The benches are positioned across the UK in dedication to previously unheralded individuals who have responded to the challenges the pandemic has had by helping make other people’s lives a bit more bearable, comfortable and enjoyable, just when they needed it most.
The benches are being rolled out as The National Lottery also revealed that almost half of Scottish people feel that notwithstanding the hardships of the pandemic, one of the positives to emerge is the community spirit, with 57 percent having an increased appreciation for charity workers.
Recalling how the charity came into being, Steven continued: "Yaman had bought himself an old, beaten-up bike on Gumtree, to help him explore his new surroundings and connect with local activities and services.
"The bike he bought wasn't roadworthy , so I took Yaman and his bike shaped object to my local bike shop to see if we could get it fixed up and Yaman on the road.
"The bike wasn't worth repairing but Yaman shared his story to the shop owner, and after hearing it, he very kindly donated a second-hand bike to him, on Christmas Eve too! I noticed how a simple thing like a bicycle, something most of us would take for granted, gave Yaman freedom of movement and a free means of travel to connect with essential services, and that's how it all started."
Yaman is now a volunteer and trustee for Bikes for Refugees, and, with the help of a National Lottery grant for £9,908, the organisation has this year also been helping NHS and key workers to access bikes and commute safely.
This is just one example of the actions of a few that have made life bearable for many and Steven joins thousands of people and projects across the UK who have received National Lottery funding in order to support their local community during the Covid-19 pandemic.
National Lottery players contribute £30 million a week to good causes around the country, many of which are supporting the most vulnerable in communities across the UK during the coronavirus crisis.
"The last four or five months have been particularly challenging, not just for us as a project but for many members of our community,” added Steven, speaking as The National Lottery revealed a third of the Scottish public say they know their neighbours better than before lockdown, meaning that four in five actually feel safer as a result of this.

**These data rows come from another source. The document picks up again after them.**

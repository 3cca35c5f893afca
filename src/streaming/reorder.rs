//! Reassembles out-of-order fetch responses into an in-order byte stream.

use std::cmp::Reverse;
use std::collections::BinaryHeap;

use bytes::BytesMut;
use tokio::io::{AsyncWrite, AsyncWriteExt};

use crate::byte_range::ByteRange;
use crate::error::{Component, Error};
use crate::remote::DigestHasher;

struct HeapEntry {
    range: ByteRange,
    data: BytesMut,
}

impl PartialEq for HeapEntry {
    fn eq(&self, other: &Self) -> bool {
        self.range.from == other.range.from
    }
}
impl Eq for HeapEntry {}
impl PartialOrd for HeapEntry {
    fn partial_cmp(&self, other: &Self) -> Option<std::cmp::Ordering> {
        Some(self.cmp(other))
    }
}
impl Ord for HeapEntry {
    fn cmp(&self, other: &Self) -> std::cmp::Ordering {
        self.range.from.cmp(&other.range.from)
    }
}

/// Buffers responses that arrive ahead of the contiguous tail and flushes
/// them to `writer` in order as gaps close. Held behind a single async
/// mutex in [`super::StreamingResponseHandler`] so the heap, the tracked
/// tail and the pipe write all advance as one atomic step — the pipe's
/// backpressure is what makes a slow consumer throttle the whole fetch.
pub struct ReorderBuffer<W> {
    heap: BinaryHeap<Reverse<HeapEntry>>,
    tracking: Option<ByteRange>,
    writer: W,
    digest: Option<DigestHasher>,
    pub out_of_order: u64,
    pub max_heap_size: u64,
}

impl<W: AsyncWrite + Unpin> ReorderBuffer<W> {
    pub fn new(writer: W, digest: Option<DigestHasher>) -> Self {
        ReorderBuffer {
            heap: BinaryHeap::new(),
            tracking: None,
            writer,
            digest,
            out_of_order: 0,
            max_heap_size: 0,
        }
    }

    pub fn tracking(&self) -> Option<ByteRange> {
        self.tracking
    }

    fn next_expected(&self) -> u64 {
        self.tracking.map(|t| t.to + 1).unwrap_or(0)
    }

    /// Accepts a response, writing it (and any now-contiguous buffered
    /// responses) to the pipe, or buffering it if it arrived early.
    pub async fn accept(&mut self, range: ByteRange, data: BytesMut) -> Result<(), Error> {
        if range.from == self.next_expected() {
            self.write_and_advance(range, data).await?;
            loop {
                let top_from = self.heap.peek().map(|Reverse(e)| e.range.from);
                if top_from != Some(self.next_expected()) {
                    break;
                }
                let Reverse(entry) = self.heap.pop().expect("peeked entry must be present");
                self.write_and_advance(entry.range, entry.data).await?;
            }
        } else {
            self.heap.push(Reverse(HeapEntry { range, data }));
            self.out_of_order += 1;
            self.max_heap_size = self.max_heap_size.max(self.heap.len() as u64);
        }
        Ok(())
    }

    async fn write_and_advance(&mut self, range: ByteRange, data: BytesMut) -> Result<(), Error> {
        self.writer
            .write_all(&data)
            .await
            .map_err(|e| Error::internal(Component::Streaming, e))?;
        if let Some(hasher) = &mut self.digest {
            hasher.update(&data);
        }
        self.tracking = Some(range);
        Ok(())
    }

    /// Takes and finalises the digest hasher, if one was configured.
    pub fn finalize_digest(&mut self) -> Option<crate::remote::Digest> {
        self.digest.take().map(|h| h.finalize())
    }

    pub async fn shutdown(&mut self) -> Result<(), Error> {
        self.writer
            .shutdown()
            .await
            .map_err(|e| Error::internal(Component::Streaming, e))
    }
}
//! Hand-rolled JSON wire format for [`super::BlockMap`].
//!
//! `content_size` must round-trip exactly even past `f64`'s 53-bit mantissa,
//! so it is carried as a decimal string rather than a bare JSON number —
//! the same reasoning that keeps large integers out of JSON in other wire
//! formats this crate's download engine talks (job totals land in SQLite as
//! `i64`, never as JSON numbers, for the same precision reason).

use serde::{Deserialize, Serialize};

use super::{BlockMap, BlockMapError};

#[derive(Serialize, Deserialize)]
struct BlockMapWire {
    content_size: serde_json::Value,
    block_size: u64,
    ranges: Vec<u8>,
}

pub(super) fn to_json(map: &BlockMap) -> String {
    let wire = BlockMapWire {
        content_size: serde_json::Value::String(map.content_size.to_string()),
        block_size: map.block_size,
        ranges: map.bits.clone(),
    };
    serde_json::to_string(&wire).expect("block map wire format is always serialisable")
}

pub(super) fn from_json(s: &str) -> Result<BlockMap, BlockMapError> {
    let wire: BlockMapWire = serde_json::from_str(s)?;

    let content_size = match &wire.content_size {
        serde_json::Value::String(s) => s
            .parse::<u64>()
            .map_err(|_| BlockMapError::ContentSizeNotString)?,
        _ => return Err(BlockMapError::ContentSizeNotString),
    };

    if wire.block_size == 0 {
        return Err(BlockMapError::NonPositiveBlockSize);
    }

    let num_blocks = if content_size == 0 {
        0
    } else {
        ((content_size + wire.block_size - 1) / wire.block_size) as usize
    };
    let expected_len = (num_blocks + 7) / 8;

    if num_blocks > 0 && wire.ranges.is_empty() {
        return Err(BlockMapError::EmptyRanges);
    }

    let mut bits = vec![0u8; expected_len];
    let copy = wire.ranges.len().min(expected_len);
    bits[..copy].copy_from_slice(&wire.ranges[..copy]);

    Ok(BlockMap {
        content_size,
        block_size: wire.block_size,
        bits,
    })
}
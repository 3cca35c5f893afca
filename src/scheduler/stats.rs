//! Download progress counters.

use std::sync::atomic::{AtomicU64, Ordering};
use std::time::Duration;

/// A point-in-time snapshot of a scheduler run's counters.
#[derive(Debug, Clone, Copy, Default, PartialEq, Eq, serde::Serialize)]
pub struct DownloadStats {
    pub cached_or_streamed_bytes: u64,
    pub cached_or_streamed_blocks: u64,
    pub downloaded_bytes: u64,
    pub downloaded_blocks: u64,
    pub download_retries: u64,
    pub download_errors: u64,
    pub iterations: u64,
}

/// Outcome of a `CachingDownloader`/`StreamingDownloader` run.
#[derive(Debug, Clone, Copy)]
pub struct DownloadStatus {
    pub stats: DownloadStats,
    pub resumable: bool,
    pub complete: bool,
    pub duration: Duration,
}

/// Atomic counters updated concurrently by scheduler workers, snapshotted
/// into a [`DownloadStats`] for progress reporting.
#[derive(Default)]
pub struct DownloadStatsInner {
    cached_or_streamed_bytes: AtomicU64,
    cached_or_streamed_blocks: AtomicU64,
    downloaded_bytes: AtomicU64,
    downloaded_blocks: AtomicU64,
    download_retries: AtomicU64,
    download_errors: AtomicU64,
    iterations: AtomicU64,
}

impl DownloadStatsInner {
    pub fn add_cached(&self, bytes: u64, blocks: u64) {
        self.cached_or_streamed_bytes.fetch_add(bytes, Ordering::Relaxed);
        self.cached_or_streamed_blocks.fetch_add(blocks, Ordering::Relaxed);
    }

    pub fn add_downloaded(&self, bytes: u64) {
        self.downloaded_bytes.fetch_add(bytes, Ordering::Relaxed);
        self.downloaded_blocks.fetch_add(1, Ordering::Relaxed);
    }

    pub fn inc_retries(&self) {
        self.download_retries.fetch_add(1, Ordering::Relaxed);
    }

    pub fn inc_errors(&self) {
        self.download_errors.fetch_add(1, Ordering::Relaxed);
    }

    pub fn inc_iterations(&self) {
        self.iterations.fetch_add(1, Ordering::Relaxed);
    }

    pub fn snapshot(&self) -> DownloadStats {
        DownloadStats {
            cached_or_streamed_bytes: self.cached_or_streamed_bytes.load(Ordering::Relaxed),
            cached_or_streamed_blocks: self.cached_or_streamed_blocks.load(Ordering::Relaxed),
            downloaded_bytes: self.downloaded_bytes.load(Ordering::Relaxed),
            downloaded_blocks: self.downloaded_blocks.load(Ordering::Relaxed),
            download_retries: self.download_retries.load(Ordering::Relaxed),
            download_errors: self.download_errors.load(Ordering::Relaxed),
            iterations: self.iterations.load(Ordering::Relaxed),
        }
    }
}
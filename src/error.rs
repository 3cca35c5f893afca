//! Public error currency for the crate.

use std::fmt;

/// Which component raised an [`Error::Internal`].
#[derive(Debug, Clone, Copy, PartialEq, Eq)]
pub enum Component {
    Cache,
    Download,
    Streaming,
}

impl fmt::Display for Component {
    fn fmt(&self, f: &mut fmt::Formatter<'_>) -> fmt::Result {
        let s = match self {
            Component::Cache => "cache",
            Component::Download => "download",
            Component::Streaming => "streaming",
        };
        f.write_str(s)
    }
}

/// Errors returned by every public operation in the crate.
///
/// Internal glue code accumulates context with `anyhow`; by the time an
/// error crosses a public boundary it has been classified into one of
/// these variants so callers get a stable, matchable error currency.
#[derive(Debug, thiserror::Error)]
pub enum Error {
    #[error("invalid offset {offset}: {reason}")]
    InvalidOffset { offset: u64, reason: &'static str },

    #[error("invalid block size: expected {expected}, got {actual}")]
    InvalidBlockSize { expected: u64, actual: u64 },

    #[error("range [{from}, {to}] is not fully cached")]
    UncachedRange { from: u64, to: u64 },

    #[error("internal error in {component}")]
    Internal {
        component: Component,
        #[source]
        source: anyhow::Error,
    },

    #[error("not enough space: requested {requested} bytes, available {available:?}")]
    NotEnoughSpace {
        requested: u64,
        available: Option<u64>,
    },

    #[error("operation cancelled")]
    Cancelled,
}

impl Error {
    pub fn internal(component: Component, source: impl Into<anyhow::Error>) -> Self {
        Error::Internal {
            component,
            source: source.into(),
        }
    }

    /// True when retrying the operation that produced this error has a
    /// chance of succeeding later without external intervention. A
    /// cancelled run is resumable — the caller asked it to stop, not the
    /// remote or the cache. Drivers use this to decide whether a run is
    /// `resumable`.
    pub fn is_resumable_failure(&self) -> bool {
        !matches!(self, Error::Internal { .. })
    }
}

"The number of bikes we were giving to key workers was outstripping our supply, so I came up with the idea of an online bike-matching platform. Anyone in the community who wants to support a key worker can loan their bike, or donate a bike, where they can be linked up with key workers looking to access bikes via our website.”

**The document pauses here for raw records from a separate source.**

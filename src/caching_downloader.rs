//! Drives the scheduler against a [`LocalCache`], making a remote object's
//! bytes resumable on local disk.

use std::sync::atomic::{AtomicUsize, Ordering};
use std::sync::Arc;
use std::time::Instant;

use async_trait::async_trait;

use crate::buffer_pool::BufferPool;
use crate::byte_range::ByteRange;
use crate::cache::LocalCache;
use crate::error::{Component, Error};
use crate::remote::RemoteObject;
use crate::scheduler::{
    DownloadStats, DownloadStatsInner, DownloadStatus, OutstandingRanges, Response,
    ResponseHandler, RetryErrorHandler, Scheduler, SchedulerOptions,
};

use tokio_util::sync::CancellationToken;

/// Fetches whatever a [`LocalCache`] is missing from a [`RemoteObject`],
/// stopping once the cache is complete, cancelled, or a fetch fails in a
/// way that can't be retried away.
pub struct CachingDownloader {
    remote: Arc<dyn RemoteObject>,
    cache: Arc<LocalCache>,
    options: SchedulerOptions,
}

impl std::fmt::Debug for CachingDownloader {
    fn fmt(&self, f: &mut std::fmt::Formatter<'_>) -> std::fmt::Result {
        f.debug_struct("CachingDownloader").finish_non_exhaustive()
    }
}

impl CachingDownloader {
    /// Builds a downloader, checking that the cache and the remote object
    /// agree on size and block size.
    pub fn new(
        remote: Arc<dyn RemoteObject>,
        cache: Arc<LocalCache>,
        options: SchedulerOptions,
    ) -> Result<Self, Error> {
        let (remote_size, remote_block_size) = remote.content_length_and_block_size();
        if remote_size != cache.content_size() || remote_block_size != cache.block_size() {
            return Err(Error::internal(
                Component::Cache,
                anyhow::anyhow!(
                    "cache ({} bytes / {} block size) disagrees with remote ({} bytes / {} block size)",
                    cache.content_size(),
                    cache.block_size(),
                    remote_size,
                    remote_block_size,
                ),
            ));
        }
        Ok(CachingDownloader {
            remote,
            cache,
            options,
        })
    }

    /// Runs until the cache is complete, the context is cancelled, or a
    /// non-retryable error occurs.
    pub async fn run(&self, cancel: CancellationToken) -> Result<DownloadStatus, Error> {
        let started = Instant::now();
        let stats = Arc::new(DownloadStatsInner::default());

        let (cached_bytes, cached_blocks) = self.cache.cached_bytes_and_blocks().await;
        stats.add_cached(cached_bytes, cached_blocks);

        let scheduler = Scheduler::new(self.remote.clone(), self.options.clone());
        let pool = Arc::new(BufferPool::new(self.cache.block_size()));
        let handler: Arc<dyn ResponseHandler> = Arc::new(CachingResponseHandler {
            cache: self.cache.clone(),
            pool: pool.clone(),
            stats: stats.clone(),
        });
        let retry_handler: Arc<dyn RetryErrorHandler> = Arc::new(PropagatingRetryHandler);

        let mut last_err = None;
        let mut ran_iteration = false;
        loop {
            if self.cache.complete().await {
                if !ran_iteration {
                    stats.inc_iterations();
                }
                break;
            }
            if cancel.is_cancelled() {
                last_err = Some(Error::Cancelled);
                break;
            }

            let source: Arc<dyn OutstandingRanges> = Arc::new(CachingSource {
                cache: self.cache.clone(),
                cursor: AtomicUsize::new(0),
            });

            ran_iteration = true;
            match scheduler
                .run_iteration(
                    source,
                    handler.clone(),
                    retry_handler.clone(),
                    pool.clone(),
                    stats.clone(),
                    cancel.clone(),
                )
                .await
            {
                Ok(()) => continue,
                Err(e) => {
                    last_err = Some(e);
                    break;
                }
            }
        }

        let complete = self.cache.complete().await;
        let final_stats = stats.snapshot();
        if let Some(tx) = &self.options.progress {
            let _ = tokio::time::timeout(self.options.progress_send_timeout, tx.send(final_stats)).await;
        }

        if complete {
            return Ok(DownloadStatus {
                stats: final_stats,
                resumable: true,
                complete: true,
                duration: started.elapsed(),
            });
        }

        match last_err {
            Some(e) => {
                let resumable = e.is_resumable_failure();
                if resumable {
                    Ok(DownloadStatus {
                        stats: final_stats,
                        resumable: true,
                        complete: false,
                        duration: started.elapsed(),
                    })
                } else {
                    Err(e)
                }
            }
            None => Ok(DownloadStatus {
                stats: final_stats,
                resumable: true,
                complete: false,
                duration: started.elapsed(),
            }),
        }
    }
}

struct CachingSource {
    cache: Arc<LocalCache>,
    cursor: AtomicUsize,
}

#[async_trait]
impl OutstandingRanges for CachingSource {
    async fn next(&self) -> Option<ByteRange> {
        let start = self.cursor.load(Ordering::Relaxed);
        let (resume, range) = self.cache.next_outstanding(start).await?;
        self.cursor.store(resume, Ordering::Relaxed);
        Some(range)
    }
}

struct CachingResponseHandler {
    cache: Arc<LocalCache>,
    pool: Arc<BufferPool>,
    stats: Arc<DownloadStatsInner>,
}

#[async_trait]
impl ResponseHandler for CachingResponseHandler {
    async fn handle(&self, response: Response) -> Result<(), Error> {
        self.cache.write_at(response.range.from, &response.data).await?;
        self.stats.add_cached(response.range.len(), 1);
        self.pool.release(response.data);
        Ok(())
    }
}

struct PropagatingRetryHandler;

#[async_trait]
impl RetryErrorHandler for PropagatingRetryHandler {
    async fn on_exhausted(&self, _range: ByteRange, err: Error) -> Result<(), Error> {
        Err(err)
    }
}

Steven's workshops have now become a lifeline for many, with 300 households on his waiting list for bicycles and volunteers, many of whom are refugees, getting the chance to learn a range of new and important skills.
And while social distancing has made coming together as a community harder, Steven's desire to help hasn't dimmed.

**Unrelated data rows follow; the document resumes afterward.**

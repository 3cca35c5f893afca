//! An async-friendly `BlockMap` that also tracks its contiguous head and
//! lets waiters park on advances without missing a wakeup.

use std::sync::atomic::{AtomicI64, Ordering};

use tokio::sync::{Notify, RwLock};

use crate::byte_range::ByteRange;

use super::{BlockMap, BlockMapError};

/// Wraps a [`BlockMap`] behind an async `RwLock`, plus a `Notify` that fires
/// whenever the contiguous run of set blocks starting at block 0 grows.
///
/// `tokio::sync::Notify`'s "register before checking" pattern is the
/// idiomatic standalone replacement for a one-shot channel swapped under a
/// write lock: a caller builds the `Notified` future first, re-checks the
/// head under a read lock, and only awaits the future if the head hasn't
/// already moved — so a notification fired between the check and the
/// `.await` is never missed.
pub struct TrackedBlockMap {
    inner: RwLock<BlockMap>,
    head: AtomicI64,
    notify: Notify,
    content_size: u64,
    block_size: u64,
}

impl TrackedBlockMap {
    pub fn new(content_size: u64, block_size: u64) -> Result<Self, BlockMapError> {
        Ok(Self::from_block_map(BlockMap::new(content_size, block_size)?))
    }

    pub fn from_block_map(map: BlockMap) -> Self {
        let content_size = map.content_size();
        let block_size = map.block_size();
        let head = match map.contiguous_head() {
            Some(h) => h as i64,
            None => -1,
        };
        TrackedBlockMap {
            inner: RwLock::new(map),
            head: AtomicI64::new(head),
            notify: Notify::new(),
            content_size,
            block_size,
        }
    }

    pub fn content_size(&self) -> u64 {
        self.content_size
    }

    pub fn block_size(&self) -> u64 {
        self.block_size
    }

    /// Index of the last block in the leading contiguous run, if any.
    pub fn current_head(&self) -> Option<usize> {
        let h = self.head.load(Ordering::Acquire);
        if h < 0 {
            None
        } else {
            Some(h as usize)
        }
    }

    /// Marks the block containing `offset` set, advancing and notifying the
    /// contiguous head if this closes a gap at the front.
    pub async fn set(&self, offset: u64) {
        let mut advanced = false;
        {
            let mut guard = self.inner.write().await;
            guard.set(offset);
            let mut head = self.head.load(Ordering::Acquire);
            let mut next = (head + 1) as usize;
            while next < guard.num_blocks() && guard.is_set_index(next) {
                head = next as i64;
                next += 1;
                advanced = true;
            }
            self.head.store(head, Ordering::Release);
        }
        if advanced {
            self.notify.notify_waiters();
        }
    }

    pub async fn is_set(&self, offset: u64) -> bool {
        self.inner.read().await.is_set(offset)
    }

    pub async fn is_clear(&self, offset: u64) -> bool {
        self.inner.read().await.is_clear(offset)
    }

    pub async fn next_clear(&self, start: usize) -> Option<(usize, ByteRange)> {
        self.inner.read().await.next_clear(start)
    }

    pub async fn next_set(&self, start: usize) -> Option<(usize, ByteRange)> {
        self.inner.read().await.next_set(start)
    }

    pub async fn all_set(&self) -> bool {
        self.inner.read().await.all_set()
    }

    pub async fn set_bytes_and_blocks(&self) -> (u64, u64) {
        self.inner.read().await.set_bytes_and_blocks()
    }

    pub async fn snapshot_json(&self) -> String {
        self.inner.read().await.to_json()
    }

    /// Current contiguous tail, and whether any bytes are present at all.
    /// Open question resolution: when no blocks are set, the returned range
    /// is a meaningless placeholder and callers must not read it unless
    /// `present` is `true`.
    pub fn tail(&self) -> (ByteRange, bool) {
        match self.current_head() {
            None => (ByteRange { from: 0, to: 0 }, false),
            Some(head) => {
                let end = (((head as u64) + 1) * self.block_size).min(self.content_size) - 1;
                (ByteRange { from: 0, to: end }, true)
            }
        }
    }

    /// Waits until the contiguous head advances past `last_seen`
    /// (`None` meaning "nothing observed yet"), returning the new head.
    pub async fn wait_for_advance_past(&self, last_seen: Option<usize>) -> usize {
        let last_seen = last_seen.map(|v| v as i64).unwrap_or(-1);
        loop {
            let notified = self.notify.notified();
            tokio::pin!(notified);
            notified.as_mut().enable();
            let current = self.head.load(Ordering::Acquire);
            if current > last_seen {
                return current as usize;
            }
            notified.await;
        }
    }
}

"It's not unusual for people to contact us and say that they're having to walk three or four hours a day, three or four times a week, with their small children, in all sorts of weather because they can't afford public transport ,” added Steven.
"They're having to do that to access basic and essential community services. If you give a family bicycles, it gives people freedom of movement and a free means of travel, we also introduce many people to cycling for the first time.
“This has been an uncertain time, full of challenges, and we are hugely grateful to National Lottery players for supporting our work and enabling us to help more people when they need it the most.”
Jay Blades, who designed the benches said: “Like most of us, I have witnessed inspirational acts of selflessness and kindness this year as people have adapted their lives to help others. It has been an honour to hear the stories of the 13 people whose work is being honoured with a bespoke bench being placed in their local area.”
Dawn Austwick, CEO of The National Lottery Community Fund said: “For 25 years The National Lottery has helped make amazing things happen, but never in such extraordinary times. People and communities have found themselves facing myriad challenges and pressures but have still found the passion and drive to support each other in so many ways. These bespoke community benches are a fitting tribute and show that their incredible work has not gone unnoticed and is in fact recognised, valued and inspiring others more than ever before.”